Uma técnica que Pedro usa para estudar para provas é fazendo resumos dos conteúdos que vão cair. Ele explica: “antes de uma prova, eu estudo a matéria e, enquanto eu vou estudando, vou anotando os conceitos mais importantes ou mais difíceis, num pedaço de papel. Nunca mais do que uma folha A4, frente e verso, por prova”.

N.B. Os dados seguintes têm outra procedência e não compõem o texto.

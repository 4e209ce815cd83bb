use crate::scene::components::{OrbitAnimation, RotateAnimation, TransformComponent};
use glam::{Quat, Vec3};
use hecs::World;
use rayon::prelude::*;

pub(crate) fn update_rotate_animations(world: &mut World, dt: f64) {
    let entities: Vec<_> = world
        .query::<(&TransformComponent, &RotateAnimation)>()
        .iter()
        .map(|(entity, (transform, anim))| (entity, transform.0, *anim))
        .collect();

    let updates: Vec<_> = entities
        .par_iter()
        .map(|(entity, transform, anim)| {
            let rotation = Quat::from_axis_angle(anim.axis.normalize_or_zero(), anim.speed * dt as f32);
            (*entity, (rotation * transform.rotation).normalize())
        })
        .collect();

    for (entity, new_rotation) in updates {
        if let Ok(mut transform) = world.get::<&mut TransformComponent>(entity) {
            transform.0.rotation = new_rotation;
        }
    }
}

pub(crate) fn update_orbit_animations(world: &mut World, time: f64) {
    let time = time as f32;

    let entities: Vec<_> = world
        .query::<(&TransformComponent, &OrbitAnimation)>()
        .iter()
        .map(|(entity, (_, orbit))| (entity, *orbit))
        .collect();

    let updates: Vec<_> = entities
        .par_iter()
        .map(|(entity, orbit)| {
            let angle = time * orbit.speed + orbit.offset;
            let new_translation = orbit.center
                + Vec3::new(
                    angle.cos() * orbit.radius,
                    (time + orbit.offset).sin() * 0.5,
                    angle.sin() * orbit.radius,
                );
            (*entity, new_translation)
        })
        .collect();

    for (entity, new_translation) in updates {
        if let Ok(mut transform) = world.get::<&mut TransformComponent>(entity) {
            transform.0.translation = new_translation;
        }
    }
}

#[cfg(test)]
mod tests {
    use super::*;
    use crate::scene::Transform;

    #[test]
    fn orbit_moves_entity_around_center() {
        let mut world = World::new();
        let entity = world.spawn((
            TransformComponent(Transform::default()),
            OrbitAnimation {
                center: Vec3::new(10.0, 0.0, 0.0),
                radius: 2.0,
                speed: 1.0,
                offset: 0.0,
            },
        ));
        update_orbit_animations(&mut world, 0.0);
        let transform = world.get::<&TransformComponent>(entity).map(|t| t.0).unwrap();
        assert!((transform.translation - Vec3::new(12.0, 0.0, 0.0)).length() < 1e-5);
    }
}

Depois de produzir esse resumo, Pedro recorre a ele diversas vezes, “até eu achar que eu aprendi ou decorei”. Esse método tem uma série de vantagens: a primeira delas é que produz um papel que contém tudo que vai cair na prova. Com toda a matéria em um lugar só, fica mais fácil estudar. Mas além disso, o próprio ato de produzir esse resumo também exige atenção, entendimento da matéria e poder de síntese. E esse exercício, por si só, ajuda a fixar o conteúdo.

Quando estudar?

A imagem mais comum que se tem sobre pessoas que tiram notas altas é que elas têm uma rotina rígida de estudos, com horários pré-determinados e bem extensos de dedicação aos cadernos e exercícios. Pedro, no entanto, não se encaixa nessa imagem: de acordo com ele próprio, ele não tem dias ou horários fixos para estudar.

Por causa das diferentes disciplinas que ele cursava e atividades nas quais estava envolvido, ficava difícil encontrar um determinado dia ou horário que fosse possível reservar sempre para os estudos. “Acabo estudando só quando dá tempo mesmo”, comenta.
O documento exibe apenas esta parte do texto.